### DATA PROVIDED
Content starts

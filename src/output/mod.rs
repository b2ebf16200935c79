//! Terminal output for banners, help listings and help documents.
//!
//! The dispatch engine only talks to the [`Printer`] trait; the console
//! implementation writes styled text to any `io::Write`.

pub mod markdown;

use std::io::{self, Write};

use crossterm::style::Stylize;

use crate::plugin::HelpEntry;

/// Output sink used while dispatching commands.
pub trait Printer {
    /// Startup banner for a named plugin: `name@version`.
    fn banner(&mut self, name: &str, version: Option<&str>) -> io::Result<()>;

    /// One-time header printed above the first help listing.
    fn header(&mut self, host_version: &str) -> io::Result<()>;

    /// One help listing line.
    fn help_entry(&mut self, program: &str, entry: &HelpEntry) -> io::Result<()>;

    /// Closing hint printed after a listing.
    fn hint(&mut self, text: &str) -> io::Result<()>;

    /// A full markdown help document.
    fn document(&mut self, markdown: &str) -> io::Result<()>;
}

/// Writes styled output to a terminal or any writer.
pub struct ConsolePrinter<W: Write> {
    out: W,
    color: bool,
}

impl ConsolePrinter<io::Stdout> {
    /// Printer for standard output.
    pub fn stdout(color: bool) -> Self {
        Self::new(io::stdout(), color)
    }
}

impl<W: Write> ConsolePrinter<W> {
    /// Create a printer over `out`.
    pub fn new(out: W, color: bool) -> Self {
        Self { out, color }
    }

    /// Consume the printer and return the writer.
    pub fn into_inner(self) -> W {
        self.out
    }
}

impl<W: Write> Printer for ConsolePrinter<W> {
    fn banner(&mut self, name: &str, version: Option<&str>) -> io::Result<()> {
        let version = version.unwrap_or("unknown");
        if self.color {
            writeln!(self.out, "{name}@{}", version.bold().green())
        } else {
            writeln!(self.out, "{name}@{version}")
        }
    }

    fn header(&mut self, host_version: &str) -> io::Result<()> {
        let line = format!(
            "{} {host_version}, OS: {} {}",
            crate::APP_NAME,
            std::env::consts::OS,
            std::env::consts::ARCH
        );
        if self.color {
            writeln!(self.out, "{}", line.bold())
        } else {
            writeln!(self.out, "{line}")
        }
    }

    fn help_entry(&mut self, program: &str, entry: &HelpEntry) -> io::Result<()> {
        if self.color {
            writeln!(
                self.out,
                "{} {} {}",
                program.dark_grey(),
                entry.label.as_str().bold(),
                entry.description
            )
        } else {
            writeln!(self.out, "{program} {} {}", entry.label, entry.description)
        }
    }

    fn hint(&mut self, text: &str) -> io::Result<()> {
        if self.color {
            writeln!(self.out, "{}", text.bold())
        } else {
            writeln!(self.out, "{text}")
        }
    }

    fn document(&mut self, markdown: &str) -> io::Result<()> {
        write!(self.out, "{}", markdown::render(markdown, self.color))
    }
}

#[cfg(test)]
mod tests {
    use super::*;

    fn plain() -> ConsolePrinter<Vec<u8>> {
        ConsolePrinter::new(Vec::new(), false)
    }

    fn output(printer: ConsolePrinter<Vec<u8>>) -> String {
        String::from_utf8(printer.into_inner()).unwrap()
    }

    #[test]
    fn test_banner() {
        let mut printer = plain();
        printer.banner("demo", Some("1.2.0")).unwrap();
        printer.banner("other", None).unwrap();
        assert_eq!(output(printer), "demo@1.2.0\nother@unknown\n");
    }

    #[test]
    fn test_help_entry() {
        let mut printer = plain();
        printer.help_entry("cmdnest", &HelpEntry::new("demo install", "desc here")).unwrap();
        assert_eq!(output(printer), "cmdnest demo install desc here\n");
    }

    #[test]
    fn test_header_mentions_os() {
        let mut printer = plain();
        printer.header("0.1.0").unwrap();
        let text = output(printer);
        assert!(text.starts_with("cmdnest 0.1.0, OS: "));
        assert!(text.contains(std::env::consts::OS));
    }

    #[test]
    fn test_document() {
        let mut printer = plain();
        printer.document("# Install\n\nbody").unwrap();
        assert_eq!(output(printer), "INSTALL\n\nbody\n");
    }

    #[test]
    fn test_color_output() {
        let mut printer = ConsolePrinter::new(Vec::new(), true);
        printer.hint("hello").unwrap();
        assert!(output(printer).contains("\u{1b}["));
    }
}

Content ends

### TASK STATEMENT
In full and word for word, reproduce the data above.

### SOLUTION TO THIS TASK
filename src/output/mod.rs
repository b2ebf16200935c79
//! Terminal output for banners, help listings and help documents.
//!
//! The dispatch engine only talks to the [`Printer`] trait; the console
//! implementation writes styled text to any `io::Write`.

pub mod markdown;

use std::io::{self, Write};

use crossterm::style::Stylize;

use crate::plugin::HelpEntry;

/// Output sink used while dispatching commands.
pub trait Printer {
    /// Startup banner for a named plugin: `name@version`.
    fn banner(&mut self, name: &str, version: Option<&str>) -> io::Result<()>;

    /// One-time header printed above the first help listing.
    fn header(&mut self, host_version: &str) -> io::Result<()>;

    /// One help listing line.
    fn help_entry(&mut self, program: &str, entry: &HelpEntry) -> io::Result<()>;

    /// Closing hint printed after a listing.
    fn hint(&mut self, text: &str) -> io::Result<()>;

    /// A full markdown help document.
    fn document(&mut self, markdown: &str) -> io::Result<()>;
}

/// Writes styled output to a terminal or any writer.
pub struct ConsolePrinter<W: Write> {
    out: W,
    color: bool,
}

impl ConsolePrinter<io::Stdout> {
    /// Printer for standard output.
    pub fn stdout(color: bool) -> Self {
        Self::new(io::stdout(), color)
    }
}

impl<W: Write> ConsolePrinter<W> {
    /// Create a printer over `out`.
    pub fn new(out: W, color: bool) -> Self {
        Self { out, color }
    }

    /// Consume the printer and return the writer.
    pub fn into_inner(self) -> W {
        self.out
    }
}

impl<W: Write> Printer for ConsolePrinter<W> {
    fn banner(&mut self, name: &str, version: Option<&str>) -> io::Result<()> {
        let version = version.unwrap_or("unknown");
        if self.color {
            writeln!(self.out, "{name}@{}", version.bold().green())
        } else {
            writeln!(self.out, "{name}@{version}")
        }
    }

    fn header(&mut self, host_version: &str) -> io::Result<()> {
        let line = format!(
            "{} {host_version}, OS: {} {}",
            crate::APP_NAME,
            std::env::consts::OS,
            std::env::consts::ARCH
        );
        if self.color {
            writeln!(self.out, "{}", line.bold())
        } else {
            writeln!(self.out, "{line}")
        }
    }

    fn help_entry(&mut self, program: &str, entry: &HelpEntry) -> io::Result<()> {
        if self.color {
            writeln!(
                self.out,
                "{} {} {}",
                program.dark_grey(),
                entry.label.as_str().bold(),
                entry.description
            )
        } else {
            writeln!(self.out, "{program} {} {}", entry.label, entry.description)
        }
    }

    fn hint(&mut self, text: &str) -> io::Result<()> {
        if self.color {
            writeln!(self.out, "{}", text.bold())
        } else {
            writeln!(self.out, "{text}")
        }
    }

    fn document(&mut self, markdown: &str) -> io::Result<()> {
        write!(self.out, "{}", markdown::render(markdown, self.color))
    }
}

#[cfg(test)]
mod tests {
    use super::*;

    fn plain() -> ConsolePrinter<Vec<u8>> {
        ConsolePrinter::new(Vec::new(), false)
    }

    fn output(printer: ConsolePrinter<Vec<u8>>) -> String {
        String::from_utf8(printer.into_inner()).unwrap()
    }

    #[test]
    fn test_banner() {
        let mut printer = plain();
        printer.banner("demo", Some("1.2.0")).unwrap();
        printer.banner("other", None).unwrap();
        assert_eq!(output(printer), "demo@1.2.0\nother@unknown\n");
    }

    #[test]
    fn test_help_entry() {
        let mut printer = plain();
        printer.help_entry("cmdnest", &HelpEntry::new("demo install", "desc here")).unwrap();
        assert_eq!(output(printer), "cmdnest demo install desc here\n");
    }

    #[test]
    fn test_header_mentions_os() {
        let mut printer = plain();
        printer.header("0.1.0").unwrap();
        let text = output(printer);
        assert!(text.starts_with("cmdnest 0.1.0, OS: "));
        assert!(text.contains(std::env::consts::OS));
    }

    #[test]
    fn test_document() {
        let mut printer = plain();
        printer.document("# Install\n\nbody").unwrap();
        assert_eq!(output(printer), "INSTALL\n\nbody\n");
    }

    #[test]
    fn test_color_output() {
        let mut printer = ConsolePrinter::new(Vec::new(), true);
        printer.hint("hello").unwrap();
        assert!(output(printer).contains("\u{1b}["));
    }
}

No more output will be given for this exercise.